The very old one, made by my great grandmother, I'm sure was made out of necessity. Necessity to keep warm many moons ago, before the invention of central heat. It is worn and tattered, has a few holes in it, but is filled with love. She gave it to me shortly before she passed, wanting me to have a piece of her in my home.

Then there is the one made by my grandmother for my wedding present. I watched her as she made it. Watched as her hands sewed each piece together. She hand-stithced every thread. It is a "wedding ring" quilt, and it comes out of the cedar chest each fall to become the centerpiece of my bedroom throughout the winter. It is beautiful and colorful and most definately made with love. I loved watching her make it. I would stop by to visit her and she would work, telling me stories of her deep love for my grandfather. She made a quilt for each of her grandchildren prior to their weddings. Since she too has also passed, I cherish it.

I've got quilts on the brain because the other day I was going through some of A's old clothes and wishing that I had made my grandmother teach me how to quilt. Oh how I wish I could take pieces of fabric from those clothes she wore at different points in her life and create a masterpiece for her to have. What a lovely way to display all of the "special" outfits from her life. The gown she came home from the hospital in, the t-shirt she wore everyday one summer because she loved it so much, maybe a patch from her graduation gown, a patch from her first prom dress, patches of cloth made from memories.

Isn't that what quilting was about? Other than the necessity to stay warm? Isnt' that how stories were passed from generation to generation? How mother's and daughters communicated? But it is a lost art. We don't quilt anymore. That's not how we share stories, in this generation of email and Facebook and blogging. It isn't how we spend time together, us mothers and daughters.

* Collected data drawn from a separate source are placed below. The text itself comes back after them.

#[cfg(test)]
mod tests {
    use std::cell::RefCell;

    use super::*;
    use crate::capability::CapabilityError;

    struct EchoCapability {
        prompts: RefCell<Vec<String>>,
        fail_on: Option<&'static str>,
    }

    impl EchoCapability {
        fn new(fail_on: Option<&'static str>) -> Self {
            Self {
                prompts: RefCell::new(Vec::new()),
                fail_on,
            }
        }
    }

    impl TextCapability for EchoCapability {
        fn extract(&self, prompt: &str, document: &str) -> Result<String, CapabilityError> {
            self.prompts.borrow_mut().push(prompt.to_string());
            if self.fail_on.is_some_and(|marker| document.contains(marker)) {
                return Err(CapabilityError::EmptyResponse {
                    model: "echo".to_string(),
                });
            }
            Ok(format!("reply:{document}"))
        }

        fn model_name(&self) -> &str {
            "echo"
        }
    }

    fn small(sequence: usize) -> BatchId {
        BatchId {
            size_class: SizeClass::Small,
            sequence,
        }
    }

    fn large(sequence: usize) -> BatchId {
        BatchId {
            size_class: SizeClass::Large,
            sequence,
        }
    }

    #[test]
    fn file_name_fallback_orders_by_size_then_name_and_skips_strangers() {
        let dir = tempfile::tempdir().unwrap();
        for name in [
            "pdf_texts_80_batch_1.txt",
            "pdf_texts_79_batch_2.txt",
            "pdf_texts_79_batch_10.txt",
            "pdf_texts_79_batch_1.txt",
            "notes.txt",
            "pdf_texts_81_batch_1.txt",
        ] {
            fs::write(dir.path().join(name), "x").unwrap();
        }

        let both = collect_inputs(
            dir.path(),
            BatchFileKind::Batch,
            &[SizeClass::Small, SizeClass::Large],
        )
        .unwrap();
        let names: Vec<_> = both.iter().map(|input| input.file_name.as_str()).collect();
        assert_eq!(
            names,
            vec![
                "pdf_texts_79_batch_1.txt",
                "pdf_texts_79_batch_10.txt",
                "pdf_texts_79_batch_2.txt",
                "pdf_texts_80_batch_1.txt",
            ]
        );
        assert_eq!(both[1].batch, small(10));

        let large_only = collect_inputs(dir.path(), BatchFileKind::Batch, &[SizeClass::Large]).unwrap();
        assert_eq!(large_only.len(), 1);
        assert_eq!(large_only[0].batch, large(1));
    }

    #[test]
    fn stage_manifest_adds_identities_to_the_full_scan() {
        let dir = tempfile::tempdir().unwrap();
        fs::write(dir.path().join("extract-sections_79_batch_1.txt"), "a").unwrap();
        fs::write(dir.path().join("custom-name.txt"), "b").unwrap();

        let manifest = StageManifest {
            manifest_version: MANIFEST_VERSION,
            kind: ManifestKind::Sections,
            generated_at: now_utc_string(),
            model: "echo".to_string(),
            entries: vec![
                StageManifestEntry {
                    batch: large(4),
                    source_file: "pdf_texts_80_batch_4.txt".to_string(),
                    output_file: "custom-name.txt".to_string(),
                },
                StageManifestEntry {
                    batch: small(9),
                    source_file: "pdf_texts_79_batch_9.txt".to_string(),
                    output_file: "gone.txt".to_string(),
                },
            ],
        };
        write_json_pretty(&dir.path().join(MANIFEST_FILE_NAME), &manifest).unwrap();

        let inputs = collect_inputs(
            dir.path(),
            BatchFileKind::Section,
            &[SizeClass::Small, SizeClass::Large],
        )
        .unwrap();
        let names: Vec<_> = inputs.iter().map(|input| input.file_name.as_str()).collect();
        assert_eq!(names, vec!["extract-sections_79_batch_1.txt", "custom-name.txt"]);
        assert_eq!(inputs[0].batch, small(1));
        assert_eq!(inputs[1].batch, large(4));
    }

    #[test]
    fn manifest_identity_wins_over_the_parsed_file_name() {
        let dir = tempfile::tempdir().unwrap();
        fs::write(dir.path().join("extract-sections_79_batch_1.txt"), "a").unwrap();
        let manifest = StageManifest {
            manifest_version: MANIFEST_VERSION,
            kind: ManifestKind::Sections,
            generated_at: now_utc_string(),
            model: "echo".to_string(),
            entries: vec![StageManifestEntry {
                batch: large(1),
                source_file: "pdf_texts_80_batch_1.txt".to_string(),
                output_file: "extract-sections_79_batch_1.txt".to_string(),
            }],
        };
        write_json_pretty(&dir.path().join(MANIFEST_FILE_NAME), &manifest).unwrap();

        let inputs = collect_inputs(
            dir.path(),
            BatchFileKind::Section,
            &[SizeClass::Small, SizeClass::Large],
        )
        .unwrap();
        assert_eq!(inputs.len(), 1);
        assert_eq!(inputs[0].batch, large(1));
    }

    #[test]
    fn sections_run_per_size_are_all_visible_to_the_next_stage() {
        let dir = tempfile::tempdir().unwrap();
        let batches = dir.path().join("batches");
        let sections = dir.path().join("sections");
        fs::create_dir(&batches).unwrap();
        fs::write(batches.join("pdf_texts_79_batch_1.txt"), "small").unwrap();
        fs::write(batches.join("pdf_texts_80_batch_1.txt"), "large").unwrap();
        let capability = EchoCapability::new(None);

        for size in [SizeClass::Small, SizeClass::Large] {
            let inputs = collect_inputs(&batches, BatchFileKind::Batch, &[size]).unwrap();
            assert_eq!(inputs.len(), 1);
            let report =
                transform_inputs(&inputs, &sections, BatchFileKind::Section, "PROMPT", &capability)
                    .unwrap();
            finish_stage(&sections, ManifestKind::Sections, "echo", report, inputs.len()).unwrap();
        }

        let inputs = collect_inputs(
            &sections,
            BatchFileKind::Section,
            &[SizeClass::Small, SizeClass::Large],
        )
        .unwrap();
        let names: Vec<_> = inputs.iter().map(|input| input.file_name.as_str()).collect();
        assert_eq!(
            names,
            vec!["extract-sections_79_batch_1.txt", "extract-sections_80_batch_1.txt"]
        );

        let manifest: StageManifest =
            read_json_optional(&sections.join(MANIFEST_FILE_NAME)).unwrap().unwrap();
        let recorded: Vec<_> = manifest.entries.iter().map(|e| e.output_file.as_str()).collect();
        assert_eq!(
            recorded,
            vec!["extract-sections_79_batch_1.txt", "extract-sections_80_batch_1.txt"]
        );
    }

    #[test]
    fn files_left_by_a_partly_failed_run_are_still_collected() {
        let dir = tempfile::tempdir().unwrap();
        let outdir = dir.path().join("out");
        fs::create_dir(&outdir).unwrap();
        fs::write(outdir.join("extract-sections_79_batch_1.txt"), "earlier run").unwrap();
        let manifest = StageManifest {
            manifest_version: MANIFEST_VERSION,
            kind: ManifestKind::Sections,
            generated_at: now_utc_string(),
            model: "echo".to_string(),
            entries: vec![],
        };
        write_json_pretty(&outdir.join(MANIFEST_FILE_NAME), &manifest).unwrap();

        let inputs = collect_inputs(&outdir, BatchFileKind::Section, &[SizeClass::Small]).unwrap();
        assert_eq!(inputs.len(), 1);
        assert_eq!(inputs[0].batch, small(1));
    }

    #[test]
    fn manifest_of_another_stage_falls_back_to_file_names() {
        let dir = tempfile::tempdir().unwrap();
        fs::write(dir.path().join("extract-sections_80_batch_3.txt"), "a").unwrap();
        let manifest = StageManifest {
            manifest_version: MANIFEST_VERSION,
            kind: ManifestKind::Definitions,
            generated_at: now_utc_string(),
            model: "echo".to_string(),
            entries: vec![],
        };
        write_json_pretty(&dir.path().join(MANIFEST_FILE_NAME), &manifest).unwrap();

        let inputs = collect_inputs(dir.path(), BatchFileKind::Section, &[SizeClass::Large]).unwrap();
        assert_eq!(inputs.len(), 1);
        assert_eq!(inputs[0].batch, large(3));
    }

    #[test]
    fn corrupt_manifest_falls_back_to_file_names() {
        let dir = tempfile::tempdir().unwrap();
        fs::write(dir.path().join("pdf_texts_79_batch_5.txt"), "a").unwrap();
        fs::write(dir.path().join(MANIFEST_FILE_NAME), "{ not json").unwrap();

        let inputs = collect_inputs(dir.path(), BatchFileKind::Batch, &[SizeClass::Small]).unwrap();
        assert_eq!(inputs.len(), 1);
        assert_eq!(inputs[0].batch, small(5));
    }

    #[test]
    fn duplicate_manifest_entries_for_one_file_are_processed_once() {
        let dir = tempfile::tempdir().unwrap();
        fs::write(dir.path().join("pdf_texts_79_batch_1.txt"), "a").unwrap();
        let entry = |case: &str| crate::model::BatchManifestEntry {
            file_name: "pdf_texts_79_batch_1.txt".to_string(),
            batch: small(1),
            size_label: "79".to_string(),
            policy_area: crate::model::PolicyArea::Merger,
            case_id: case.to_string(),
            year: "2020".to_string(),
            url: "u".to_string(),
            text_chars: 1,
            text_sha256: String::new(),
        };
        let manifest = BatchManifest {
            manifest_version: MANIFEST_VERSION,
            kind: ManifestKind::Batches,
            run_id: "run-test".to_string(),
            generated_at: now_utc_string(),
            entries: vec![entry("M.1"), entry("SA.1")],
        };
        write_json_pretty(&dir.path().join(MANIFEST_FILE_NAME), &manifest).unwrap();

        let inputs = collect_inputs(dir.path(), BatchFileKind::Batch, &[SizeClass::Small]).unwrap();
        assert_eq!(inputs.len(), 1);
    }

    #[test]
    fn transform_continues_past_failures_and_finish_reports_them() {
        let dir = tempfile::tempdir().unwrap();
        let indir = dir.path().join("in");
        let outdir = dir.path().join("out");
        fs::create_dir(&indir).unwrap();
        fs::write(indir.join("pdf_texts_79_batch_1.txt"), "first").unwrap();
        fs::write(indir.join("pdf_texts_79_batch_2.txt"), "BROKEN").unwrap();
        fs::write(indir.join("pdf_texts_80_batch_1.txt"), "third").unwrap();

        let inputs = collect_inputs(&indir, BatchFileKind::Batch, &[SizeClass::Small, SizeClass::Large]).unwrap();
        let capability = EchoCapability::new(Some("BROKEN"));
        let report = transform_inputs(&inputs, &outdir, BatchFileKind::Section, "PROMPT", &capability).unwrap();

        assert_eq!(capability.prompts.borrow().len(), 3);
        assert!(capability.prompts.borrow().iter().all(|p| p == "PROMPT"));
        assert_eq!(report.failed, vec!["pdf_texts_79_batch_2.txt"]);
        assert_eq!(
            fs::read_to_string(outdir.join("extract-sections_79_batch_1.txt")).unwrap(),
            "reply:first"
        );
        assert!(outdir.join("extract-sections_80_batch_1.txt").exists());
        assert!(!outdir.join("extract-sections_79_batch_2.txt").exists());

        let err = finish_stage(&outdir, ManifestKind::Sections, "echo", report, inputs.len()).unwrap_err();
        assert!(err.to_string().contains("1 of 3 files failed"));

        let manifest: StageManifest = read_json_optional(&outdir.join(MANIFEST_FILE_NAME)).unwrap().unwrap();
        assert_eq!(manifest.entries.len(), 2);
        assert_eq!(manifest.entries[1].source_file, "pdf_texts_80_batch_1.txt");
    }
}
use anyhow::Result;
use tracing::{info, warn};

use crate::capability::{ChatCompletionsClient, TextCapability};
use crate::cli::SectionsArgs;
use crate::commands::adapter::{collect_inputs, finish_stage, transform_inputs};
use crate::config::Config;
use crate::model::{BatchFileKind, ManifestKind};

/// Instruction sent ahead of each batch file. The reply is stored verbatim.
pub const SECTION_PROMPT: &str = concat!(
    "For the text I will provide, find the first occurrence of the words market definition. ",
    "Starting one line before that occurrence, extract ONLY the market definition section. ",
    "The section ends where the next heading at the same level begins. Subheadings inside the ",
    "section are part of it, so do not stop at them. The closing heading usually continues the ",
    "numbering of the opening one: after \"A. Market Definition\" stop at \"B. ...\", after ",
    "\"IV. Market Definition\" stop at \"V. ...\". Do not include the closing heading itself. ",
    "The document starts with the lines \"Case Number:\", \"Year:\", \"Policy Area:\" and \"Link:\". ",
    "Keep those four lines exactly as given and place them at the top of your output. ",
    "Now extract only the market definition section, together with the case number, year, ",
    "policy area and link, from the following text:\n\n",
);

pub fn run(args: SectionsArgs) -> Result<()> {
    if !args.indir.is_dir() {
        warn!(indir = %args.indir.display(), "input directory not found; nothing to do");
        return Ok(());
    }

    let inputs = collect_inputs(&args.indir, BatchFileKind::Batch, &args.size.size_classes())?;
    if inputs.is_empty() {
        info!(
            size = args.size.as_str(),
            indir = %args.indir.display(),
            "no batch files matched"
        );
        return Ok(());
    }

    let config = Config::from_env().with_model(args.model);
    let capability = ChatCompletionsClient::new(&config);
    info!(files = inputs.len(), model = %capability.model_name(), "isolating market definition sections");

    let report = transform_inputs(
        &inputs,
        &args.outdir,
        BatchFileKind::Section,
        SECTION_PROMPT,
        &capability,
    )?;
    info!(written = report.written.len(), failed = report.failed.len(), "section isolation finished");

    finish_stage(
        &args.outdir,
        ManifestKind::Sections,
        capability.model_name(),
        report,
        inputs.len(),
    )
}

#[cfg(test)]
mod tests {
    use std::fs;

    use super::*;
    use crate::cli::SizeSelection;
    use crate::model::{MANIFEST_FILE_NAME, StageManifest};
    use crate::util::read_json_optional;

    #[test]
    fn prompt_ends_with_separator_before_document() {
        assert!(SECTION_PROMPT.ends_with("text:\n\n"));
        assert!(SECTION_PROMPT.contains("Case Number:"));
    }

    #[test]
    fn missing_input_directory_is_not_an_error() {
        let dir = tempfile::tempdir().unwrap();
        let args = SectionsArgs {
            indir: dir.path().join("absent"),
            outdir: dir.path().join("out"),
            size: SizeSelection::Both,
            model: None,
        };
        run(args).unwrap();
        assert!(!dir.path().join("out").exists());
    }

    #[test]
    fn no_matching_size_writes_nothing() {
        let dir = tempfile::tempdir().unwrap();
        let indir = dir.path().join("batches");
        fs::create_dir(&indir).unwrap();
        fs::write(indir.join("pdf_texts_79_batch_1.txt"), "text").unwrap();

        let args = SectionsArgs {
            indir,
            outdir: dir.path().join("out"),
            size: SizeSelection::Large,
            model: None,
        };
        run(args).unwrap();

        let manifest: Option<StageManifest> =
            read_json_optional(&dir.path().join("out").join(MANIFEST_FILE_NAME)).unwrap();
        assert!(manifest.is_none());
    }
}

So, A's clothes continue to sit in a box, each of these emories cherished by me, but not shared with anyone. Which has me thinking. Maybe I should learn. In this day of the internet, surely I could teach myself to quilt online. Or at least to weave together a tapestry of all those things that have so many memories behind them, yet are left in a box on a shelf in my office. Hidden behind the cardboard walls, not shared with anyone. Hidden in my mind, not shared with my daughter. So maybe I should learn to quilt. And teach my daughter to do the same. Then we can share a moment weaving all those memories into a patchwork quilt for her to have for her home one day. And we can create a new memory. Of how we sat, TV and computer off, talking and sharing, loving and caring, creating a memory.